Reste… Ah! que c’est bon. maman ! Je glisse.

Ah ! Tes roustons sont durs et ton nœud a raidi

Recommençons veux-tu? -Oui. mignonne. Ah! chéri

Je sens ton foutre chaud qui m’arrose la cuisse.

 

Ah! je meurs… Mon mignon, tu n’as pas de maitresse ?

Tu ne me trompes pas ? – Jamais.
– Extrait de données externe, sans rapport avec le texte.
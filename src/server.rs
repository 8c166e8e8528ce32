use std::net::SocketAddr;
use std::sync::Arc;

use axum::{
    extract::{
        ws::{Message as WebSocketMessage, WebSocket},
        ConnectInfo, WebSocketUpgrade,
    },
    response::IntoResponse,
    routing::get,
    Router,
};

use futures_util::StreamExt;
use log::{error, info, warn};

use crate::actor::{ActorConfig, ConnectionActor};

pub struct Server {
    config: ActorConfig,
}

impl Server {
    pub fn new() -> Self {
        Self {
            config: ActorConfig::default(),
        }
    }

    pub fn with_config(config: ActorConfig) -> Self {
        Self { config }
    }

    pub async fn run(self, addr: &str) -> Result<(), Box<dyn std::error::Error>> {
        info!("Listening on: {}", addr);

        let listener = std::net::TcpListener::bind(addr)?;
        self.serve_listener(listener).await
    }

    /// Serves on an already-bound listener; tests bind port 0 through this.
    pub async fn serve_listener(
        self,
        listener: std::net::TcpListener,
    ) -> Result<(), Box<dyn std::error::Error>> {
        listener.set_nonblocking(true)?;

        let config = self.config.clone();

        let app = Router::new().route(
            "/ws",
            get(
                move |ws: WebSocketUpgrade, conn_info: ConnectInfo<SocketAddr>| {
                    Self::ws_handler(ws, conn_info, config.clone())
                },
            ),
        );

        axum::Server::from_tcp(listener)?
            .serve(app.into_make_service_with_connect_info::<SocketAddr>())
            .await?;

        Ok(())
    }

    async fn ws_handler(
        ws: WebSocketUpgrade,
        ConnectInfo(addr): ConnectInfo<SocketAddr>,
        config: ActorConfig,
    ) -> impl IntoResponse {
        info!("New connection from: {}", addr);

        ws.on_upgrade(move |socket| Self::handle_socket(socket, addr, config))
    }

    /// Wires one accepted socket to a connection actor: a read loop feeding
    /// the inbound queue, plus receive, broadcast and timer tasks.
    async fn handle_socket(socket: WebSocket, addr: SocketAddr, config: ActorConfig) {
        let actor = Arc::new(ConnectionActor::new(config));
        let (write, mut read) = socket.split();

        let inbound = match actor.inbound() {
            Some(inbound) => inbound,
            None => return,
        };

        let timer = Arc::clone(&actor).spawn_timer();

        let receive_actor = Arc::clone(&actor);
        let receive = tokio::spawn(async move {
            if let Err(e) = receive_actor.receive_loop().await {
                error!("[{}] receive loop failed: {}", receive_actor.id(), e);
                receive_actor.shutdown();
            }
        });

        let broadcast_actor = Arc::clone(&actor);
        let broadcast = tokio::spawn(async move {
            broadcast_actor.broadcast_loop(write).await;
        });

        let cancelled = actor.cancellation();

        loop {
            let frame = tokio::select! {
                _ = cancelled.cancelled() => break,
                frame = read.next() => match frame {
                    Some(frame) => frame,
                    None => break,
                },
            };

            match frame {
                Ok(WebSocketMessage::Text(text)) => {
                    if inbound.send(text).is_err() {
                        break;
                    }
                }
                Ok(WebSocketMessage::Close(_)) => break,
                Ok(_) => {
                    warn!("[{}] ignoring a non-text frame", actor.id());
                }
                Err(e) => {
                    warn!("[{}] read error: {}", actor.id(), e);
                    break;
                }
            }
        }

        drop(inbound);
        actor.close_inbound();
        actor.shutdown();

        let _ = tokio::join!(receive, broadcast, timer);

        info!("Connection closed: {}", addr);
    }
}

impl Default for Server {
    fn default() -> Self {
        Self::new()
    }
}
Je t’aime temps…

Tête à cul, fesse à tête…

Ils jouissent ! Leurs sucs coulent brûlant, sans trêve,

Le sperme de l’aimé file en rapides jets

Dans la bouche adorable, et point n’est de rejets

Elle avale et s’enivre… Ô voluptueux rêve ! …

 

Le galant tette encore… Le con est tout en fête !…

La belle pompe encore, et rien ne s’est perdu !…

Enfin, les amoureux lassés, un doigt au cul,

S’endorment bienheureux, tête à cul, fesse à tête…

Avec autorisation formelle

Tu veux bien, dis, cocotte, et ne m’en voudras pas

Que je suce un instant ton petit con, mignonne ?

Elle se serre… et dans ses yeux ardents rayonne

Un éclair d’amour fol… Elle dit : Oui ! bien bas.

Alors, très doucement, il écarte les cuisses

De l’idole aux abois et tette son bouton,

Tout en passant la main sur son duvet mignon…

Bientôt la belle est grise et goûte cent délices…

Son haleine a le galop de charge…

Entre ses lèvres rouges, elle attrape la pine

Entre ses lèvres rouges, elle attrape la pine,

La lèche sur le gland, lui fait de longs suçons,

Cependant que sa main pelote les roustons

Du petit homme aimé, dont le regard s’anime.

 

Il raidit… Son haleine a le galop de charge…

En un souffle mourant le galant dit… Viens-tu ?

Il lui met en son con son membre, et, dans le cul

Le bout du doigt… Puis il l’arrose de décharge…

La-beauté-reprenant-le-dessus

 

Et puis c’est la beauté qui reprend le dessus…

Monsieur s’étale au lit, en bête paresseuse,

Madame le secoue et s’introduit, joyeuse,

Le vit ferme et fringant, et ne l’enlève plus.

 

Parfois c’est la colombe, étendue et superbe

Qui dans l’écartement de ses jambes, fait don

Au cher ami d’un crac ouvert, dont le bouton

Semble un rubis éclos au sein d’un noir flux d’herbe

Sens tu ma bite ?

Ne bouge pas, sens-tu ma bite dans ton con ?

Laisse-moi attraper dans mes mains ta mamelle,

A son pointant rosé, d’un doigt mouillé, ma belle

Je vais le titiller. C’est bon, dis ? Pas, c’est bon.

Penche-toi de l’avant, tends ton cul… là… ta croupe

Est large épanouie. O le charmant tableau !

Tu dis que je te tue et que je suis salaud,

Non ma chérie, je t’aime et conduis ma chaloupe.

Tous deux avec art !

La langue du mignon, vive et jamais lassée

Caresse le bouton qui raidit, et, mouillant,

La mignonne pâmée, au séducteur bouillant

Fait réponse en une âpre et douce caresse…

Dans sa menotte fine, elle prend le polard,

En sa bouche le met et suce à perdre haleine.

Un fol raidissement la paie en cette peine…

Et les voilà tous deux se léchant avec art.